Personale

Diritto di difesa garantito al dipendente licenziato se l'istruttoria continua dopo averlo ascoltato

di Vincenzo Giannotti

Il dipendente colpito da una misura disciplinare espulsiva non può addurre la nullità del procedimento disciplinare per mancata affissione del codice disciplinare o per violazione del proprio diritto a difesa nel caso in cui l'ente abbia continuato l'istruttoria, successivamente alla sua audizione, senza un nuovo contradditorio. La Cassazione (sentenza n. 264/2019) ha, infatti, giudicato irrilevante l'affissione o pubblicazione del codice disciplinare, trattandosi di violazione che nel licenziamento trascende il minimo etico rendendo inutile la conoscenza, da parte del dipendente, del codice disciplinare, né sussiste nell'ordinamento giuridico alcuna norma che vieti, al datore di lavoro pubblico, di poter effettuare, anche dopo l'audizione del dipendente a difesa, l'integrazione alla propria istruttoria.

La vicenda
A seguito della condanna penale del dipendente, un ente aveva aperto il procedimento disciplinare con successiva sanzione del licenziamento per giusta causa. A supporto della sua decisione, l'ente si rifaceva alle motivazioni contenute negli atti del procedimento penale. Contro il licenziamento il dipendente ha chiesto, al giudice del lavoro, di far dichiarare nulla la procedura per tre differenti motivi. Il primo per mancanza di una autonoma specificazione negli addebiti disciplinari, essendosi l'ente adagiato sulle sole motivazioni contenute nel procedimento penale. Il secondo motivo per l'omessa pubblicazione del codice disciplinare, considerata obbligatoria la sua pubblicazione. Infine, quale ultimo motivo, il dipendente ha evidenziato la violazione del principio del contraddittorio, per aver l'ente proceduto, con ulteriori indagini istruttorie, senza nuovamente sentirlo a propria discolpa prima dell'irrogazione della sanzione disciplinare espulsiva. Il Tribunale di primo grado e, successivamente, la Corte d’appello hanno rigettato i motivi di nullità richiesti dal dipendente, tanto che quest'ultimo è ricorso in Cassazione, proponendo le medesime motivazioni non accolte.
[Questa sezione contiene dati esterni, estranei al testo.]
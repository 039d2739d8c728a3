//! Mock interview sessions
//!
//! A session resolves its chat route once, when it starts, and every reply in
//! that session goes through the same route. Each turn starts at the route's
//! primary, so the persona only moves to a backup for a turn the primary
//! failed.

use std::str::FromStr;
use std::sync::Arc;

use hirewise_core::{AiRouter, ChatMessage, ChatRole, NormalizedResponse, RouteDecision, RouterError};
use serde::{Deserialize, Serialize};
use tokio_util::sync::CancellationToken;
use tracing::{debug, warn};

use crate::clip;
use crate::error::CoachError;

/// CV and job description are clipped to this many characters
pub const MAX_CONTEXT_CHARS: usize = 3000;

/// Shown in place of a reply when the interviewer cannot answer
pub const INTERVIEW_FALLBACK_REPLY: &str = "Interviewer is reviewing notes... (Error)";

#[derive(Debug, Clone, Copy, PartialEq, Eq, Hash, Default, Serialize, Deserialize)]
#[serde(rename_all = "lowercase")]
pub enum InterviewMode {
    /// Skeptical recruiter screening; feedback is held until the end
    #[default]
    Hardcore,
    /// Supportive coach that pauses to explain weak answers
    Coach,
}

impl InterviewMode {
    pub fn as_str(&self) -> &'static str {
        match self {
            Self::Hardcore => "hardcore",
            Self::Coach => "coach",
        }
    }

    fn persona(&self) -> &'static str {
        match self {
            Self::Hardcore => {
                "You are 'Alex', a strict and skeptical Senior Technical Recruiter at a top global firm. \
                 You are conducting a high-stakes screening interview."
            }
            Self::Coach => {
                "You are 'Alex', an empathetic Career Coach specializing in helping professionals land their dream job."
            }
        }
    }

    fn behavior(&self) -> &'static str {
        match self {
            Self::Hardcore => {
                "- Be professional, slightly distant, and highly critical.\n\
                 - If an answer is vague or lacks detail, interrupt (politely) and demand concrete examples using the STAR method.\n\
                 - Focus on identifying 'red flags' or inconsistencies in the CV vs. their answers.\n\
                 - Do NOT provide help, hints, or corrections during the interview. Save feedback for the end."
            }
            Self::Coach => {
                "- Be supportive, patient, and encouraging.\n\
                 - If an answer is weak, pause the mock interview to explain *why* it was weak and suggest a better approach.\n\
                 - Focus on building the candidate's confidence and fluency."
            }
        }
    }
}

impl std::fmt::Display for InterviewMode {
    fn fmt(&self, f: &mut std::fmt::Formatter<'_>) -> std::fmt::Result {
        f.write_str(self.as_str())
    }
}

impl FromStr for InterviewMode {
    type Err = CoachError;

    fn from_str(s: &str) -> Result<Self, Self::Err> {
        match s.trim().to_lowercase().as_str() {
            "hardcore" | "recruiter" | "" => Ok(Self::Hardcore),
            "coach" => Ok(Self::Coach),
            other => Err(CoachError::UnknownVariant {
                what: "interview mode",
                value: other.to_string(),
            }),
        }
    }
}

/// Interviewer system prompt for a candidate and target job
pub fn system_prompt(cv_text: &str, job_description: &str, mode: InterviewMode) -> String {
    format!(
        r#"{persona}

**Core Functionality (Multilingual):**
- **Language Detection:** Detect the language the user speaks (Spanish, English, or German) and respond in that **SAME** language.
- If the user switches language, you switch with them immediately.
- **Goal:** Test their ability to communicate professionally in whichever language they choose to start with, but never force a language unless explicitly told.

**Candidate Profile (Memory):**
CV Context: "{cv}"
Job Target: "{jd}"

**Interview Guidelines:**
{behavior}

**Interaction Rules:**
1. **Start:** Introduce yourself briefly based on your active Persona ({mode}) and ask the **First Question**. This question must be specific to a potential weakness or key requirement in their CV/Job Description.
2. **Brevity:** Keep your responses short (max 2-3 sentences) to maintain a natural spoken conversation rhythm.
3. **STAR Method:** Push for Situation, Task, Action, Result. If they miss the 'Result', ask for it.
4. **Realism:** Do not use robotic phrases like "Thank you for that answer." React naturally: "Okay, moving on..." or "Interesting, but I need more on..."
5. **No AI Meta:** Never admit to being an AI, model, or text-based system. Stay in character.
6. **Voice Capable:** If the user says "I want to talk" or "speak to me", reply: "I am listening. Go ahead." Never say you are text only.
7. **Medium Agnostic:** Treat every input as part of a spoken conversation."#,
        persona = mode.persona(),
        cv = clip(cv_text, MAX_CONTEXT_CHARS),
        jd = clip(job_description, MAX_CONTEXT_CHARS),
        behavior = mode.behavior(),
        mode = mode,
    )
}

/// Starts interview sessions over the shared router
#[derive(Debug, Clone)]
pub struct InterviewCoach {
    router: Arc<AiRouter>,
}

impl InterviewCoach {
    pub fn new(router: Arc<AiRouter>) -> Self {
        Self { router }
    }

    /// Resolve the chat route for `caller_id` and fix it for the session
    pub fn start_session(
        &self,
        caller_id: Option<&str>,
        cv_text: &str,
        job_description: &str,
        mode: InterviewMode,
    ) -> InterviewSession {
        let route = self.router.get_route(caller_id);
        debug!(
            "Interview session started: mode={}, route={:?}",
            mode, route.providers
        );
        InterviewSession {
            router: Arc::clone(&self.router),
            route,
            mode,
            system_prompt: system_prompt(cv_text, job_description, mode),
        }
    }

    /// One-off reply for a stateless caller, on the default (premium) route
    pub async fn respond(
        &self,
        history: &[ChatMessage],
        cv_text: &str,
        job_description: &str,
    ) -> String {
        self.start_session(None, cv_text, job_description, InterviewMode::default())
            .reply(history)
            .await
    }
}

/// An interview pinned to one chat route
#[derive(Debug, Clone)]
pub struct InterviewSession {
    router: Arc<AiRouter>,
    route: RouteDecision,
    mode: InterviewMode,
    system_prompt: String,
}

impl InterviewSession {
    pub fn route(&self) -> &RouteDecision {
        &self.route
    }

    pub fn mode(&self) -> InterviewMode {
        self.mode
    }

    /// System prompt followed by the caller's history; system turns in the
    /// history are dropped so the persona cannot be replaced
    fn transcript(&self, history: &[ChatMessage]) -> Vec<ChatMessage> {
        std::iter::once(ChatMessage::system(self.system_prompt.clone()))
            .chain(history.iter().filter(|m| m.role != ChatRole::System).cloned())
            .collect()
    }

    /// Next interviewer turn, or the routing error
    pub async fn try_reply(&self, history: &[ChatMessage]) -> Result<NormalizedResponse, RouterError> {
        self.router.chat(&self.transcript(history), &self.route).await
    }

    /// [`try_reply`](Self::try_reply) that gives up as soon as `cancel` fires
    pub async fn try_reply_cancellable(
        &self,
        history: &[ChatMessage],
        cancel: &CancellationToken,
    ) -> Result<NormalizedResponse, RouterError> {
        self.router
            .chat_cancellable(&self.transcript(history), &self.route, cancel)
            .await
    }

    /// Next interviewer turn; failures degrade to [`INTERVIEW_FALLBACK_REPLY`]
    pub async fn reply(&self, history: &[ChatMessage]) -> String {
        match self.try_reply(history).await {
            Ok(response) => response.text,
            Err(e) => {
                warn!("Interview reply failed, returning fallback: {}", e);
                INTERVIEW_FALLBACK_REPLY.to_string()
            }
        }
    }
}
Le precisazioni della Cassazione
I giudici della Cassazione hanno confermato il rigetto considerando i motivi avanzati dal dipendente non fondati.
Riguardo alla mancata autonoma contestazione disciplinare, rispetto ai fatti rinvenuti nel procedimento penale, il giudice di legittimità ha rilevato come da tempo sia stata affermata la piena ammissibilità della contestazione per relationem mediante il richiamo agli atti del procedimento penale instaurato a carico del lavoratore per fatti e comportamenti rilevanti anche ai fini disciplinari. Infatti, quando le accuse formulate, in sede penale, siano a conoscenza dell'interessato, risultano rispettati anche i principi di correttezza e garanzia del contraddittorio (Cassazione nn. 10662/2014 e 29240/2017).
In merito alla omessa pubblicità del codice disciplinare, già il Tribunale di primo grado ha evidenziato come le condotte contestate al dipendente, aventi profili di illiceità penale e percepibili da qualunque cittadino, non rendano obbligatoria l'affissione e/o la pubblicazione del codice disciplinare in quanto si è in presenza di fatti contrari al cosiddetto minimo etico.
In merito, infine, alla violazione del contradditorio previsto nel procedimento disciplinare, precisa la Cassazione come il diritto di difesa del dipendente rappresenti un valore inerente ai diritti inviolabili della persona e contribuisca a dare concreto spessore anche all'imparzialità dell'amministrazione (articolo 97 della Costituzione) che, nell'esercizio della potestà sanzionatoria, deve porre l'incolpato in grado di far ascoltare e far valutare le proprie ragioni da chi è chiamato a decidere. In altri termini, il diritto di difesa si riferisce alla possibilità di esplicitare ogni ragione a discolpa e di provare l'infondatezza dell'addebito disponendo di termini adeguati per farlo. Nel caso di specie, ha evidenziato la Cassazione, il dipendente era stato regolarmente convocato e ascoltato a difesa, mentre il fatto che l'ente avesse disposto ulteriori accertamenti istruttori, senza riconvocarlo, non costituisce violazione delle garanzie difensive, non essendo questo ulteriore adempimento prescritto da alcuna norma regolativa del procedimento.